The open maximum aperture (F 2.8 in this case), has a shallow depth of field.  This means there is a small slice of area that is in focus, the owl here.  The background is out of focus which is good, because it was ugly and distracting.  If you look closely, you will see the owl looks a little "soft".
The fence, especially the netting reduced the sharpness of the image, like looking thru a foggy window.  This softening is a technique often used in people portraits, you can use a filter or do it in post processing with software.
The foreground is out of focus also.  The fence was in the foreground and is basically invisible because the slice of focus is on the owl,  several meters behind the fence, throwing the fence out of focus.  The bad news is the smaller the number of the F stop on a lens, (F 1.4 not 3.5 for example) the more expensive it will be.   One F-stop can mean a $1,000. or more in price.  The more expensive point and shoot cameras often have a larger maximum aperture.
The expense of the lens based on maxium aperture often separates the pros from the hobbists.  The pros use their lenses as tools so they have to have the best available.  Hobbists like myself, often settle for the less expensive option unless money is not an issue.  I used mainly 20+ year old Minolta lenses that sell for 30% of the cost of a new comparable Sony lens and generally produce images that are just as good and sometimes better.  Sony does not make a 100 F-2, that is why its used value is so high now.
 I just checked on the Calumet photography website, a new 300mm F 4 Nikon lens costs about $1500.00, while a 300 F 2.8 costs about $5,800.00.   If you are shooting for a living, you need those extra f stops to freeze the action of a pro athelete or to shoot in a darker environment.  Note the photos of the president in the media, the shallow depth of field usually makes him appear "cut out" almost as if he were photoshopped into the scene.  The effect is only possible with fast high end lenses.
This photo of a railroad track shows how shooting at F 9 provides more depth of field to keep most of the scene in focus.
This portrait of Pamela and me for our 2012 Christmas mail was shot at F 2.5, to soften the background and add emphasis to us as the main subject.  It was shot on a Minolta 50 F1.4 lens.
Well, that's all for this post, stay tuned for more updates this spring.  I was awarded a small prize in a local photo competition recently and will be teaching outdoor photography again at the university, so I am motivated again to explore and share my photography skills.

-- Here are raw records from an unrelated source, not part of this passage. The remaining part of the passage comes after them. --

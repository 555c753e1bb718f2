use chrono::{DateTime, SecondsFormat, Utc};
use serde::{Deserialize, Serialize};
use sqlx::FromRow;

use crate::error::{AppError, Result};
use crate::services::metrics::storage_savings;

/// Stored object record, one per distinct content hash
#[derive(Debug, Clone, PartialEq, Eq, FromRow)]
pub struct FileRecord {
    pub id: String,
    pub content_hash: String,
    pub blob_key: String,
    pub original_filename: String,
    pub media_type: String,
    pub size_bytes: i64,
    pub reference_count: i64,
    pub created_at: String,
}

/// Fields for a record that does not exist yet
#[derive(Debug, Clone)]
pub struct NewFileRecord {
    pub content_hash: String,
    pub blob_key: String,
    pub original_filename: String,
    pub media_type: String,
    pub size_bytes: i64,
}

/// File response with derived storage savings
#[derive(Debug, Clone, Serialize)]
pub struct FileResponse {
    pub id: String,
    pub content_hash: String,
    pub original_filename: String,
    pub media_type: String,
    pub size_bytes: i64,
    pub created_at: String,
    pub reference_count: i64,
    pub storage_savings: i64,
}

impl From<FileRecord> for FileResponse {
    fn from(record: FileRecord) -> Self {
        let storage_savings = storage_savings(&record);
        Self {
            id: record.id,
            content_hash: record.content_hash,
            original_filename: record.original_filename,
            media_type: record.media_type,
            size_bytes: record.size_bytes,
            created_at: record.created_at,
            reference_count: record.reference_count,
            storage_savings,
        }
    }
}

/// Upload result: the record plus whether it matched existing content
#[derive(Debug, Clone, Serialize)]
pub struct UploadResponse {
    #[serde(flatten)]
    pub file: FileResponse,
    pub duplicate: bool,
}

/// File list response
#[derive(Debug, Serialize)]
pub struct FileListResponse {
    pub files: Vec<FileResponse>,
    pub total: i64,
    pub page: u32,
    pub page_size: u32,
}

/// File list query parameters
#[derive(Debug, Default, Deserialize)]
pub struct FileQuery {
    pub min_size: Option<i64>,
    pub max_size: Option<i64>,
    #[serde(alias = "file_type")]
    pub media_type: Option<String>,
    pub uploaded_after: Option<String>,
    pub uploaded_before: Option<String>,
    pub search: Option<String>,
    pub content_hash: Option<String>,
    pub ordering: Option<String>,
    pub page: Option<u32>,
    pub page_size: Option<u32>,
}

pub const DEFAULT_PAGE_SIZE: u32 = 50;
pub const MAX_PAGE_SIZE: u32 = 200;

/// Sortable listing columns
#[derive(Debug, Clone, Copy, PartialEq, Eq)]
pub enum SortField {
    Filename,
    Size,
    CreatedAt,
    MediaType,
}

impl SortField {
    pub fn column(&self) -> &'static str {
        match self {
            SortField::Filename => "original_filename",
            SortField::Size => "size_bytes",
            SortField::CreatedAt => "created_at",
            SortField::MediaType => "media_type",
        }
    }

    pub fn from_str(s: &str) -> Option<Self> {
        match s {
            "original_filename" | "filename" => Some(SortField::Filename),
            "size" | "size_bytes" => Some(SortField::Size),
            "uploaded_at" | "created_at" => Some(SortField::CreatedAt),
            "file_type" | "media_type" => Some(SortField::MediaType),
            _ => None,
        }
    }
}

/// Sort order, written as `field` or `-field` for descending
#[derive(Debug, Clone, Copy, PartialEq, Eq)]
pub struct Ordering {
    pub field: SortField,
    pub descending: bool,
}

impl Default for Ordering {
    fn default() -> Self {
        Self {
            field: SortField::CreatedAt,
            descending: true,
        }
    }
}

impl Ordering {
    pub fn parse(raw: &str) -> Result<Self> {
        let raw = raw.trim();
        let (name, descending) = match raw.strip_prefix('-') {
            Some(rest) => (rest, true),
            None => (raw, false),
        };
        let field = SortField::from_str(name)
            .ok_or_else(|| AppError::Validation(format!("Unknown ordering field: {}", name)))?;
        Ok(Self { field, descending })
    }
}

/// Validated listing filter
#[derive(Debug, Clone, Default)]
pub struct FileFilter {
    pub min_size: Option<i64>,
    pub max_size: Option<i64>,
    pub media_type: Option<String>,
    pub uploaded_after: Option<String>,
    pub uploaded_before: Option<String>,
    pub search: Option<String>,
    pub content_hash: Option<String>,
}

/// One page of a listing, 1-based
#[derive(Debug, Clone, Copy, PartialEq, Eq)]
pub struct Page {
    pub number: u32,
    pub size: u32,
}

impl Page {
    pub fn offset(&self) -> i64 {
        i64::from(self.number - 1) * i64::from(self.size)
    }
}

impl FileQuery {
    /// Validate raw query parameters into filter, ordering and page
    pub fn into_parts(self) -> Result<(FileFilter, Ordering, Page)> {
        if let (Some(min), Some(max)) = (self.min_size, self.max_size) {
            if min > max {
                return Err(AppError::Validation(
                    "min_size must not exceed max_size".to_string(),
                ));
            }
        }

        let content_hash = self
            .content_hash
            .map(|h| crate::services::fingerprint::ContentHash::parse(&h))
            .transpose()?
            .map(|h| h.into_inner());

        let filter = FileFilter {
            min_size: self.min_size,
            max_size: self.max_size,
            media_type: non_empty(self.media_type),
            uploaded_after: non_empty(self.uploaded_after)
                .map(|s| parse_timestamp(&s, "uploaded_after"))
                .transpose()?,
            uploaded_before: non_empty(self.uploaded_before)
                .map(|s| parse_timestamp(&s, "uploaded_before"))
                .transpose()?,
            search: non_empty(self.search),
            content_hash,
        };

        let ordering = match non_empty(self.ordering) {
            Some(raw) => Ordering::parse(&raw)?,
            None => Ordering::default(),
        };

        let page = Page {
            number: self.page.unwrap_or(1).max(1),
            size: self
                .page_size
                .unwrap_or(DEFAULT_PAGE_SIZE)
                .clamp(1, MAX_PAGE_SIZE),
        };

        Ok((filter, ordering, page))
    }
}

fn non_empty(value: Option<String>) -> Option<String> {
    value
        .map(|s| s.trim().to_string())
        .filter(|s| !s.is_empty())
}

/// Parse a client timestamp into the stored representation
fn parse_timestamp(raw: &str, field: &str) -> Result<String> {
    DateTime::parse_from_rfc3339(raw)
        .map(|dt| format_timestamp(dt.with_timezone(&Utc)))
        .map_err(|_| AppError::Validation(format!("{} must be an RFC 3339 timestamp", field)))
}

/// Fixed-width UTC timestamps keep lexical and chronological order equal
pub fn format_timestamp(dt: DateTime<Utc>) -> String {
    dt.to_rfc3339_opts(SecondsFormat::Micros, true)
}

pub fn now_timestamp() -> String {
    format_timestamp(Utc::now())
}

#[cfg(test)]
mod tests {
    use super::*;

    fn record(size_bytes: i64, reference_count: i64) -> FileRecord {
        FileRecord {
            id: "id".to_string(),
            content_hash: "a".repeat(64),
            blob_key: "aa/bb".to_string(),
            original_filename: "report.pdf".to_string(),
            media_type: "application/pdf".to_string(),
            size_bytes,
            reference_count,
            created_at: now_timestamp(),
        }
    }

    #[test]
    fn test_response_carries_savings() {
        let response = FileResponse::from(record(100, 3));
        assert_eq!(response.storage_savings, 200);
        assert_eq!(response.reference_count, 3);
    }

    #[test]
    fn test_upload_response_flattens_record() {
        let response = UploadResponse {
            file: FileResponse::from(record(10, 1)),
            duplicate: false,
        };
        let json = serde_json::to_value(&response).unwrap();
        assert_eq!(json["duplicate"], false);
        assert_eq!(json["storage_savings"], 0);
        assert_eq!(json["original_filename"], "report.pdf");
        assert!(json.get("blob_key").is_none());
    }

    #[test]
    fn test_ordering_parse() {
        assert_eq!(Ordering::default().field, SortField::CreatedAt);
        let o = Ordering::parse("-size").unwrap();
        assert_eq!(o.field, SortField::Size);
        assert!(o.descending);
        let o = Ordering::parse("original_filename").unwrap();
        assert_eq!(o.field, SortField::Filename);
        assert!(!o.descending);
        assert!(matches!(
            Ordering::parse("-password"),
            Err(AppError::Validation(_))
        ));
    }

    #[test]
    fn test_query_validation() {
        let query = FileQuery {
            content_hash: Some("xyz".to_string()),
            ..Default::default()
        };
        assert!(matches!(query.into_parts(), Err(AppError::Validation(_))));

        let query = FileQuery {
            min_size: Some(10),
            max_size: Some(5),
            ..Default::default()
        };
        assert!(matches!(query.into_parts(), Err(AppError::Validation(_))));

        let query = FileQuery {
            uploaded_after: Some("yesterday".to_string()),
            ..Default::default()
        };
        assert!(matches!(query.into_parts(), Err(AppError::Validation(_))));
    }

    #[test]
    fn test_query_defaults_and_clamping() {
        let query = FileQuery {
            page: Some(0),
            page_size: Some(10_000),
            search: Some("   ".to_string()),
            uploaded_after: Some("2024-03-01T12:00:00+02:00".to_string()),
            content_hash: Some("AB".repeat(32)),
            ..Default::default()
        };
        let (filter, ordering, page) = query.into_parts().unwrap();
        assert_eq!(page, Page { number: 1, size: MAX_PAGE_SIZE });
        assert_eq!(page.offset(), 0);
        assert_eq!(ordering, Ordering::default());
        assert!(filter.search.is_none());
        assert_eq!(
            filter.uploaded_after.as_deref(),
            Some("2024-03-01T10:00:00.000000Z")
        );
        assert_eq!(filter.content_hash, Some("ab".repeat(32)));
    }
}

I will post again after attending the award event in Sapporo.

Tuesday, May 15, 2012

F- Stop or Aperture, its way cool!

What the heck is an "F stop" and why is it important?  The f stop refers to the relative size of the aperture (opening in the lens) that allows light to enter the camera.  Understanding how to use a particular F stop will go a long way towards creating images that you desire.  Wikipedia has a wealthe of information of course, check out "aperture" there to see some good graphics.

F Stop = 29


Examine the 3 photos above and decide which one you like best.

Why did you choose your selection?

The flower is in focus and looks essentially the same.  The background changes with the f-stop, either more or less in focus.  If you like nice arched Japanese bridges maybe you chose the top one. If you are less interested in the bridge and love flowers, maybe the bottom one with the bridge out of focus is your pick.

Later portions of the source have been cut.